Basic MVC and .NET side roles:

  • Handling authentication and other security stuff.
  • Implementing the Web API interface for the client-side calls (setting up viewmodels, retrieving and mapping data from the domain, etc.)
  • Generating knockout viewmodels from my (pre-existing) C# viewmodels with T4 templates, also including knockout validation plugin extensions from .NET validation attributes. (This was inspired by this aticle). The generated viewmodels are easily extensible, and the generation can be finetuned with several "data annotation"-like custom or built-in attributes (such as DefaultValue, Browsable, DataType, DisplayFormat, etc.). This way the DRY doesn't get violated (too much).
  • Providing strongly typed, but data-independent partial view templates for each submodule (each knockout viewmodel).
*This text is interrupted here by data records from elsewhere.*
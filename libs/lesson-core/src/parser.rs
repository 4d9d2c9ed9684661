//! Lesson loader for API payloads.
//!
//! # Format
//! ```json
//! {
//!   "id": 7,
//!   "title": "Animals",
//!   "unit": { "language": { "name": "Spanish", "code": "es", "speech_recognition_code": "es-ES" } },
//!   "exercises": [
//!     { "id": 1, "exercise_type": "word_with_audio", "order": 0, "word": "perro", "translation": "dog" },
//!     { "id": 2, "exercise_type": "matching", "order": 1, "word": "Match the animals",
//!       "options": [{ "word": "gato", "translation": "cat" }, { "word": "pez", "translation": "fish" }] }
//!   ]
//! }
//! ```
//!
//! Validation happens here so a malformed lesson never reaches the player.

use crate::error::{LessonError, Result};
use crate::types::{
    Exercise, ExerciseBody, ExerciseKind, ImageOption, Lesson, MatchPair, RawExercise, RawLesson,
};
use std::collections::HashSet;

const MIN_IMAGES: usize = 2;
const MIN_PAIRS: usize = 2;

/// Parse lesson JSON and validate it.
pub fn parse(content: &str) -> Result<Lesson> {
    let raw: RawLesson = serde_json::from_str(content)?;
    from_raw(raw)
}

/// Convert an already-deserialized lesson and validate it.
///
/// Exercises are ordered by their `order` field; ties keep payload order.
pub fn from_raw(raw: RawLesson) -> Result<Lesson> {
    let mut raw_exercises = raw.exercises;
    raw_exercises.sort_by_key(|e| e.order);

    let exercises = raw_exercises
        .into_iter()
        .map(build_exercise)
        .collect::<Result<Vec<_>>>()?;

    let lesson = Lesson {
        id: raw.id,
        title: raw.title.trim().to_string(),
        language: raw.unit.and_then(|u| u.language),
        exercises,
    };
    validate(&lesson)?;
    Ok(lesson)
}

/// Check that a lesson can be played.
pub fn validate(lesson: &Lesson) -> Result<()> {
    if lesson.exercises.is_empty() {
        return Err(LessonError::NoExercises { lesson: lesson.id });
    }

    let mut seen_ids = HashSet::new();
    for exercise in &lesson.exercises {
        if !seen_ids.insert(exercise.id) {
            return Err(LessonError::DuplicateExercise {
                exercise: exercise.id,
            });
        }
        validate_exercise(exercise)?;
    }
    Ok(())
}

/// Matching exercises carry their content in the pairs; `word` is only an optional prompt.
fn validate_exercise(exercise: &Exercise) -> Result<()> {
    let id = exercise.id;

    match &exercise.body {
        ExerciseBody::WordWithAudio | ExerciseBody::Pronunciation => {
            require_word(exercise)?;
            require_translation(exercise)
        }
        ExerciseBody::ImageSelection { images } => {
            require_word(exercise)?;
            require_translation(exercise)?;
            validate_images(images, id)
        }
        ExerciseBody::Matching { pairs } => validate_pairs(pairs, id),
    }
}

fn require_word(exercise: &Exercise) -> Result<()> {
    if exercise.word.trim().is_empty() {
        return Err(LessonError::MissingField {
            exercise: exercise.id,
            field: "word",
        });
    }
    Ok(())
}

fn require_translation(exercise: &Exercise) -> Result<()> {
    if exercise.translation.trim().is_empty() {
        return Err(LessonError::MissingField {
            exercise: exercise.id,
            field: "translation",
        });
    }
    Ok(())
}

fn validate_images(images: &[ImageOption], exercise: i64) -> Result<()> {
    if images.len() < MIN_IMAGES {
        return Err(LessonError::TooFewImages {
            exercise,
            min: MIN_IMAGES,
            found: images.len(),
        });
    }
    if images.iter().any(|img| img.url.trim().is_empty()) {
        return Err(LessonError::MissingField {
            exercise,
            field: "images.url",
        });
    }

    let correct = images.iter().filter(|img| img.is_correct).count();
    if correct != 1 {
        return Err(LessonError::CorrectImageCount {
            exercise,
            found: correct,
        });
    }
    Ok(())
}

fn validate_pairs(pairs: &[MatchPair], exercise: i64) -> Result<()> {
    if pairs.len() < MIN_PAIRS {
        return Err(LessonError::TooFewPairs {
            exercise,
            min: MIN_PAIRS,
            found: pairs.len(),
        });
    }

    let mut words = HashSet::new();
    let mut translations = HashSet::new();
    for pair in pairs {
        if pair.word.trim().is_empty() {
            return Err(LessonError::MissingField {
                exercise,
                field: "options.word",
            });
        }
        if pair.translation.trim().is_empty() {
            return Err(LessonError::MissingField {
                exercise,
                field: "options.translation",
            });
        }
        if !words.insert(pair.word.as_str()) {
            return Err(LessonError::DuplicatePairEntry {
                exercise,
                value: pair.word.clone(),
            });
        }
        if !translations.insert(pair.translation.as_str()) {
            return Err(LessonError::DuplicatePairEntry {
                exercise,
                value: pair.translation.clone(),
            });
        }
    }
    Ok(())
}

fn build_exercise(raw: RawExercise) -> Result<Exercise> {
    let kind = ExerciseKind::from_str(&raw.exercise_type).ok_or_else(|| {
        LessonError::UnknownExerciseType {
            exercise: raw.id,
            value: raw.exercise_type.clone(),
        }
    })?;

    let body = match kind {
        ExerciseKind::WordWithAudio => ExerciseBody::WordWithAudio,
        ExerciseKind::Pronunciation => ExerciseBody::Pronunciation,
        ExerciseKind::ImageSelection => ExerciseBody::ImageSelection {
            images: raw
                .images
                .into_iter()
                .map(|img| ImageOption {
                    url: img.url.trim().to_string(),
                    is_correct: img.is_correct,
                })
                .collect(),
        },
        ExerciseKind::Matching => ExerciseBody::Matching {
            pairs: raw
                .options
                .into_iter()
                .map(|opt| MatchPair::new(opt.word.trim(), opt.translation.trim()))
                .collect(),
        },
    };

    Ok(Exercise {
        id: raw.id,
        word: trimmed(raw.word),
        translation: trimmed(raw.translation),
        audio_url: raw
            .audio_url
            .map(|url| url.trim().to_string())
            .filter(|url| !url.is_empty()),
        xp_reward: raw.xp_reward,
        body,
    })
}

fn trimmed(value: Option<String>) -> String {
    value.map(|v| v.trim().to_string()).unwrap_or_default()
}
Because property names on C# viewmodels are same as in KO models, I can benefit from the strongly typed helpers specifically written for KO bindings, etc.
  • Providing the main view for each module similarly to previous point.
  • Bundling and minification of all scripts and stylesheets.

Basic client-side roles:

  • Loading the initial state of all viewmodels encapsulated into one module page, taking the whole URL into account with a simple route parser implementation.
  • Handling history with history.js
  • Data-binding, user interaction handling.
  • Posting relevant parts of viewmodels to the server, and processing the returned data (usually updating some viewmodel with it).

I hope this could help anyone else who feels lost in the world of trendy technologies. Please, if anyone has any thought on this, feel free to post any question or suggestion in the comments.